[WHAT THE TASK REQUIRES] The answer must consist of every line from the data that holds "columns".

[SUPPLIED RECORDS]
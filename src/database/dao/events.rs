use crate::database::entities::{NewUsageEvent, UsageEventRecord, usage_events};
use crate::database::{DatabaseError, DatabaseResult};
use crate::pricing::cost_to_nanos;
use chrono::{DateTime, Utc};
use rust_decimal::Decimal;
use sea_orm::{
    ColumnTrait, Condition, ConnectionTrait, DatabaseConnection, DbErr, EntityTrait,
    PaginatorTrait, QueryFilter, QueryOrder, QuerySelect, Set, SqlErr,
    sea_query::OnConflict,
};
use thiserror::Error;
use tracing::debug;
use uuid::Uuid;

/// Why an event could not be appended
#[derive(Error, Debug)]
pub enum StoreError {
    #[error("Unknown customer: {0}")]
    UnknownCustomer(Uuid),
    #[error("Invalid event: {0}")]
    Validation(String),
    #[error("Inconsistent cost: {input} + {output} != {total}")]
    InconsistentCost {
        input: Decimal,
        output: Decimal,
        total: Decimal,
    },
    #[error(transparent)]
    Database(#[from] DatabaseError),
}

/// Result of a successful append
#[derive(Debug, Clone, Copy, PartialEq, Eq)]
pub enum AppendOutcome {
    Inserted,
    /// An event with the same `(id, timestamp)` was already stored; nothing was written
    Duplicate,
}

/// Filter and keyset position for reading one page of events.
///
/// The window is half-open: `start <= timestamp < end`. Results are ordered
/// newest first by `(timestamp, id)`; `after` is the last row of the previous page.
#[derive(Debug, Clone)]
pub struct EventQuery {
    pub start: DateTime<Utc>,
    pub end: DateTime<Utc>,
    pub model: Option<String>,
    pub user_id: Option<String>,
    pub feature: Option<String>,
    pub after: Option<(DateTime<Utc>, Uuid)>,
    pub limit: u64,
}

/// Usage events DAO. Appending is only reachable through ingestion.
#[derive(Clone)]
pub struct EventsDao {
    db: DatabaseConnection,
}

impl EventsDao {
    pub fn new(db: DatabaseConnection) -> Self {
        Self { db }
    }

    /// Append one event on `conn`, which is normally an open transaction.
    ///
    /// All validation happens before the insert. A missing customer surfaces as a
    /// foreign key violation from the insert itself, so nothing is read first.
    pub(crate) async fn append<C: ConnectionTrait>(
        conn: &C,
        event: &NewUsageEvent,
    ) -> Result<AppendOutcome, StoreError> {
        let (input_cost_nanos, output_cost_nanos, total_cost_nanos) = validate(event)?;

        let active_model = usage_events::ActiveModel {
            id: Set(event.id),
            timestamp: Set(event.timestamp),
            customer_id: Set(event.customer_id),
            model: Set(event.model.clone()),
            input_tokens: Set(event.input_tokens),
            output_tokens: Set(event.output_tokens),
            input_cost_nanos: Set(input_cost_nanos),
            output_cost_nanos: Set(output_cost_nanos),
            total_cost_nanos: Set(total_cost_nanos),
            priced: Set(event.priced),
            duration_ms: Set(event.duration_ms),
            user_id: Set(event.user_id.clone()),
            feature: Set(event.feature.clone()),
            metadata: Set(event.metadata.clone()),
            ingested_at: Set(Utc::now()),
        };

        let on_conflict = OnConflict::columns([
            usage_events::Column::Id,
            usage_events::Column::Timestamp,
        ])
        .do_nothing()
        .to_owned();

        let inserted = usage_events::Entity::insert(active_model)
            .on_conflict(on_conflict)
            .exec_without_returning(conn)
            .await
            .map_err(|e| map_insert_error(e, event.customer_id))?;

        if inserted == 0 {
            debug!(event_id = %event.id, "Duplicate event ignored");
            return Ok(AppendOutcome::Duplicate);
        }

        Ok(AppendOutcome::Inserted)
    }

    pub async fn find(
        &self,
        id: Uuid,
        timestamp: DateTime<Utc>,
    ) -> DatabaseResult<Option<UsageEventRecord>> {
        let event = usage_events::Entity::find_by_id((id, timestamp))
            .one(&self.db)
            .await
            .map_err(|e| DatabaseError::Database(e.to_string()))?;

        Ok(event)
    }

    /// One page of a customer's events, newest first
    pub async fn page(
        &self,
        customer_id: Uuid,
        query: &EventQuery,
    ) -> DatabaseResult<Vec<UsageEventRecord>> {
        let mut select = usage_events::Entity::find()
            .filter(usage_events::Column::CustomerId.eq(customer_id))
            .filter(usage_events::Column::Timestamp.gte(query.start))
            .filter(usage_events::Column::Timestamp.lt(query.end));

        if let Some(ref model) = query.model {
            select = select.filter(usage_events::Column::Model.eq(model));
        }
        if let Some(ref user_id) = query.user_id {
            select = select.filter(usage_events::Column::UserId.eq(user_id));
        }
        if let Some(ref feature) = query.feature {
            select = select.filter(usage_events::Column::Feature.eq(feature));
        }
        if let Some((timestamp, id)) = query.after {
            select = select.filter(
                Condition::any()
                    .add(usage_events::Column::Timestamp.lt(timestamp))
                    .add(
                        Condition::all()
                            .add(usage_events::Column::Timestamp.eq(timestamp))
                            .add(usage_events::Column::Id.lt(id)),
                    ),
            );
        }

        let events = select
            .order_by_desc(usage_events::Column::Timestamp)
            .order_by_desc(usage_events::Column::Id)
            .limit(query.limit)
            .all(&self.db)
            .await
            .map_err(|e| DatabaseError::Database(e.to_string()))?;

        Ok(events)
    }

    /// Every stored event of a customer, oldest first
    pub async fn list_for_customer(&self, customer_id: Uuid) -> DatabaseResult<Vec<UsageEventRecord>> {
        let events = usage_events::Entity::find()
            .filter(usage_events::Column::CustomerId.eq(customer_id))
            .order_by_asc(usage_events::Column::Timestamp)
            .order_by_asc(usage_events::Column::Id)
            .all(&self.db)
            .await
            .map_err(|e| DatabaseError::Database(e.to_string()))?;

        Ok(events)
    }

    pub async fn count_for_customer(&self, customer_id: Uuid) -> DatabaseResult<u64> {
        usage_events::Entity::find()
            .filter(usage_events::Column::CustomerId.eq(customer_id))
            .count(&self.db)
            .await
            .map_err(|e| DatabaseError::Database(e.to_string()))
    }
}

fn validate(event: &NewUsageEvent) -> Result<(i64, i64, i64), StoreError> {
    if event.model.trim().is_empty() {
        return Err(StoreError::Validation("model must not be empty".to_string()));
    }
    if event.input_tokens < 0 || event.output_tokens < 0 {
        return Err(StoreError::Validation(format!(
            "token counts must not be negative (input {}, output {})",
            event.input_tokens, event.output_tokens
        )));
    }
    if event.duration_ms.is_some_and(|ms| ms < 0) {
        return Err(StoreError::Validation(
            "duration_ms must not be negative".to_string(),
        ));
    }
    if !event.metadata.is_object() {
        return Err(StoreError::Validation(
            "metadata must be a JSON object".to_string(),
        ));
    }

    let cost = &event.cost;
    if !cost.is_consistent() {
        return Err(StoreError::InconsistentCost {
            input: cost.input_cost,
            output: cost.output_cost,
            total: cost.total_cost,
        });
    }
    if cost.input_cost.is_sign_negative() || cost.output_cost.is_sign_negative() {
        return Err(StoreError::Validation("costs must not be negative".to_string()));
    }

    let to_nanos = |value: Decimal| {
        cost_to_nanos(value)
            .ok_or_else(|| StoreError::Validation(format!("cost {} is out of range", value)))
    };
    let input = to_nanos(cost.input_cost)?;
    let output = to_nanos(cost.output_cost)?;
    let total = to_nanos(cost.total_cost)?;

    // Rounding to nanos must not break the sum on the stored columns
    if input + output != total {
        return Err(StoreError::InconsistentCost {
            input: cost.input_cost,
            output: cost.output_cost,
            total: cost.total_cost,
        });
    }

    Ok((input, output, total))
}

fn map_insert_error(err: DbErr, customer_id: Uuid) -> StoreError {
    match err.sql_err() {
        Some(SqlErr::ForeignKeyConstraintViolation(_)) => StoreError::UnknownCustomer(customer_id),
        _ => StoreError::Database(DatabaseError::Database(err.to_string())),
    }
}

[TASK RESULT]
        let on_conflict = OnConflict::columns([
    // Rounding to nanos must not break the sum on the stored columns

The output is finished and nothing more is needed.